A California county is being criticized for banning church choir members from meeting together to record songs for online worship services as officials carry out the state's stay-at-home order.
The Mendocino County order stipulates that only four individuals are permitted to record from one place and "no singing or use of wind instruments, harmonicas or other instruments that could spread COVID-19 through projected droplets shall be permitted unless the recording of the event is done at one’s residence."
The order, which went into effect on Good Friday, will continue to be enforced through May 10, Fox News reported.
In addition to churches, Mendocino County's order extends to other public venues such as concert halls, auditoriums, temples, and playhouses.
Albert Mohler, president of the Southern Baptist Theological Seminary in Louisville, Kentucky, posted a commentary on his website about such policies that restrict religious worship.
"To be clear, authorities can and should require that churches respect and maintain physical distancing between all the very limited participants in a streamed worship service," Mohler said. "It is an entirely different matter, however, to tell Christians that they cannot sing in praise and honor of God.
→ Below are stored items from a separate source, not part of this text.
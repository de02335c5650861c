pub mod leaderboard;
pub mod prompt;
pub mod screen;

use ratatui::{
    buffer::Buffer,
    layout::{Alignment, Constraint, Direction, Layout, Rect},
    style::{Color, Modifier, Style},
    text::{Line, Span},
    widgets::{Paragraph, Widget},
};

use crate::{app::App, ui::screen::current_screen};

const HORIZONTAL_MARGIN: u16 = 2;
const VERTICAL_MARGIN: u16 = 1;
const LEADERBOARD_WIDTH: u16 = 34;

impl Widget for &App {
    fn render(self, area: Rect, buf: &mut Buffer) {
        let columns = Layout::default()
            .direction(Direction::Horizontal)
            .horizontal_margin(HORIZONTAL_MARGIN)
            .vertical_margin(VERTICAL_MARGIN)
            .constraints([Constraint::Min(20), Constraint::Length(LEADERBOARD_WIDTH)])
            .split(area);

        let rows = Layout::default()
            .direction(Direction::Vertical)
            .constraints([
                Constraint::Length(1), // title
                Constraint::Length(1), // padding
                Constraint::Length(1), // time / score / combo
                Constraint::Length(1), // padding
                Constraint::Min(1),    // phase body
            ])
            .split(columns[0]);

        Paragraph::new(Span::styled(
            "tango word typing",
            Style::default().add_modifier(Modifier::BOLD),
        ))
        .alignment(Alignment::Center)
        .render(rows[0], buf);

        header(self).render(rows[2], buf);

        current_screen(self.session.phase()).render(self, rows[4], buf);

        leaderboard::render_leaderboard(self.session.leaderboard(), columns[1], buf);
    }
}

fn header(app: &App) -> Paragraph<'static> {
    let bold = Style::default().add_modifier(Modifier::BOLD);
    let session = &app.session;

    Paragraph::new(Line::from(vec![
        Span::raw("time "),
        Span::styled(
            format!("{}s", session.time_remaining()),
            bold.fg(Color::Yellow),
        ),
        Span::raw("   score "),
        Span::styled(session.score().to_string(), bold.fg(Color::Green)),
        Span::raw("   combo "),
        Span::styled(format!("{}x", session.combo()), bold.fg(Color::LightRed)),
    ]))
    .alignment(Alignment::Center)
}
"Indeed, these orders came out just days before Resurrection Sunday — orders saying that Christians, on the day where they celebrate the resurrection of the Lord Jesus Christ, are prohibited from singing."
As a result of the coronavirus outbreak, state and local governments mandated social distancing guidelines and orders prohibiting large gatherings deemed "non-essential," which have often included church services, though some measures have proven to be more burdensome than others.
As The Christian Post reported earlier this week, Legacy Church in Albuquerque, New Mexico, filed a lawsuit against the state, arguing that the way in which Democrat Gov. Michelle Lynn Lujan Grisham's order was carried out was sinister in that it was issued on Good Friday and limited gatherings to no more than five people. The church said it needed around 30 people to conduct its online streaming efforts.
The ongoing pandemic has accentuated tensions between the government's responsibility to safeguard the public and the preservation of protected freedoms set forth in the U.S. Constitution, particularly regarding religious liberty.
U.S. Attorney General Bill Barr recently voiced support for Temple Baptist Church in Greenville, Mississippi, after police issued $500 tickets to people who refused to leave a drive-in church service in which they followed social distancing guidelines from the Center for Disease Control and Prevention.
Last week the city's Democrat Mayor Errick D. Simmons issued an executive order barring such services until the shelter-in-place order is lifted, though the ticket fees were waived. However, the mayor ended the ban after the Justice Department intervened.